Below is a set of records; print all of them exactly as written.

━━ Input

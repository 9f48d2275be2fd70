//! Actor context extractor.
//!
//! The authentication gate in front of the services resolves the user and
//! forwards the identity in `X-User-ID` / `X-User-Name`. Handlers never talk to
//! the identity provider; they only read these headers.

use crate::error::AppError;
use axum::async_trait;
use axum::extract::FromRequestParts;
use axum::http::request::Parts;
use serde::{Deserialize, Serialize};

pub const USER_ID_HEADER: &str = "X-User-ID";
pub const USER_NAME_HEADER: &str = "X-User-Name";

/// Already-authenticated identity performing a state transition.
#[derive(Debug, Clone, PartialEq, Eq, Serialize, Deserialize)]
pub struct ActorContext {
    pub user_id: String,
    pub display_name: Option<String>,
}

impl ActorContext {
    pub fn new(user_id: impl Into<String>, display_name: Option<String>) -> Self {
        Self {
            user_id: user_id.into(),
            display_name,
        }
    }

    /// Actor used for transitions triggered by the system itself.
    pub fn system() -> Self {
        Self::new("system", Some("System".to_string()))
    }

    /// Name recorded in audit entries.
    pub fn label(&self) -> &str {
        self.display_name.as_deref().unwrap_or(&self.user_id)
    }
}

#[async_trait]
impl<S> FromRequestParts<S> for ActorContext
where
    S: Send + Sync,
{
    type Rejection = AppError;

    async fn from_request_parts(parts: &mut Parts, _state: &S) -> Result<Self, Self::Rejection> {
        let user_id = parts
            .headers
            .get(USER_ID_HEADER)
            .and_then(|v| v.to_str().ok())
            .map(str::trim)
            .filter(|s| !s.is_empty())
            .ok_or_else(|| {
                AppError::Unauthorized(anyhow::anyhow!(
                    "Missing X-User-ID header (required from the auth gate)"
                ))
            })?;

        let display_name = parts
            .headers
            .get(USER_NAME_HEADER)
            .and_then(|v| v.to_str().ok())
            .map(|s| s.trim().to_string())
            .filter(|s| !s.is_empty());

        tracing::Span::current().record("actor_id", user_id);

        Ok(ActorContext::new(user_id, display_name))
    }
}

#[cfg(test)]
mod tests {
    use super::*;
    use axum::http::Request;

    async fn extract(req: Request<()>) -> Result<ActorContext, AppError> {
        let (mut parts, _) = req.into_parts();
        ActorContext::from_request_parts(&mut parts, &()).await
    }

    #[tokio::test]
    async fn test_extracts_user_and_name() {
        let req = Request::builder()
            .header(USER_ID_HEADER, "u-42")
            .header(USER_NAME_HEADER, "Ana Ruiz")
            .body(())
            .unwrap();
        let actor = extract(req).await.unwrap();
        assert_eq!(actor.user_id, "u-42");
        assert_eq!(actor.label(), "Ana Ruiz");
    }

    #[tokio::test]
    async fn test_missing_user_is_unauthorized() {
        let req = Request::builder().body(()).unwrap();
        let err = extract(req).await.unwrap_err();
        assert!(matches!(err, AppError::Unauthorized(_)));
    }

    #[tokio::test]
    async fn test_label_falls_back_to_id() {
        let req = Request::builder()
            .header(USER_ID_HEADER, "u-7")
            .body(())
            .unwrap();
        assert_eq!(extract(req).await.unwrap().label(), "u-7");
    }
}
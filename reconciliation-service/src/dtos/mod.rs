pub mod payments;
pub mod sepa;
pub mod statements;

pub use payments::{CreatePaymentRequest, FailPaymentRequest, PaymentListParams};
pub use sepa::{CreditTransferRequest, DirectDebitRequest, SepaDocumentResponse};
pub use statements::{ParsedStatementResponse, ReconciliationResponse, StatementUpload};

━━━━

● **Reply to the task**
repository 9f48d2275be2fd70
//! Actor context extractor.
//!
//! The authentication gate in front of the services resolves the user and
//! forwards the identity in `X-User-ID` / `X-User-Name`. Handlers never talk to
//! the identity provider; they only read these headers.

use crate::error::AppError;
use axum::async_trait;
use axum::extract::FromRequestParts;
use axum::http::request::Parts;
use serde::{Deserialize, Serialize};

pub const USER_ID_HEADER: &str = "X-User-ID";
pub const USER_NAME_HEADER: &str = "X-User-Name";

/// Already-authenticated identity performing a state transition.
#[derive(Debug, Clone, PartialEq, Eq, Serialize, Deserialize)]
pub struct ActorContext {
    pub user_id: String,
    pub display_name: Option<String>,
}

impl ActorContext {
    pub fn new(user_id: impl Into<String>, display_name: Option<String>) -> Self {
        Self {
            user_id: user_id.into(),
            display_name,
        }
    }

    /// Actor used for transitions triggered by the system itself.
    pub fn system() -> Self {
        Self::new("system", Some("System".to_string()))
    }

    /// Name recorded in audit entries.
    pub fn label(&self) -> &str {
        self.display_name.as_deref().unwrap_or(&self.user_id)
    }
}

#[async_trait]
impl<S> FromRequestParts<S> for ActorContext
where
    S: Send + Sync,
{
    type Rejection = AppError;

    async fn from_request_parts(parts: &mut Parts, _state: &S) -> Result<Self, Self::Rejection> {
        let user_id = parts
            .headers
            .get(USER_ID_HEADER)
            .and_then(|v| v.to_str().ok())
            .map(str::trim)
            .filter(|s| !s.is_empty())
            .ok_or_else(|| {
                AppError::Unauthorized(anyhow::anyhow!(
                    "Missing X-User-ID header (required from the auth gate)"
                ))
            })?;

        let display_name = parts
            .headers
            .get(USER_NAME_HEADER)
            .and_then(|v| v.to_str().ok())
            .map(|s| s.trim().to_string())
            .filter(|s| !s.is_empty());

        tracing::Span::current().record("actor_id", user_id);

        Ok(ActorContext::new(user_id, display_name))
    }
}

#[cfg(test)]
mod tests {
    use super::*;
    use axum::http::Request;

    async fn extract(req: Request<()>) -> Result<ActorContext, AppError> {
        let (mut parts, _) = req.into_parts();
        ActorContext::from_request_parts(&mut parts, &()).await
    }

    #[tokio::test]
    async fn test_extracts_user_and_name() {
        let req = Request::builder()
            .header(USER_ID_HEADER, "u-42")
            .header(USER_NAME_HEADER, "Ana Ruiz")
            .body(())
            .unwrap();
        let actor = extract(req).await.unwrap();
        assert_eq!(actor.user_id, "u-42");
        assert_eq!(actor.label(), "Ana Ruiz");
    }

    #[tokio::test]
    async fn test_missing_user_is_unauthorized() {
        let req = Request::builder().body(()).unwrap();
        let err = extract(req).await.unwrap_err();
        assert!(matches!(err, AppError::Unauthorized(_)));
    }

    #[tokio::test]
    async fn test_label_falls_back_to_id() {
        let req = Request::builder()
            .header(USER_ID_HEADER, "u-7")
            .body(())
            .unwrap();
        assert_eq!(extract(req).await.unwrap().label(), "u-7");
    }
}
filename reconciliation-service/src/dtos/mod.rs
pub mod payments;
pub mod sepa;
pub mod statements;

pub use payments::{CreatePaymentRequest, FailPaymentRequest, PaymentListParams};
pub use sepa::{CreditTransferRequest, DirectDebitRequest, SepaDocumentResponse};
pub use statements::{ParsedStatementResponse, ReconciliationResponse, StatementUpload};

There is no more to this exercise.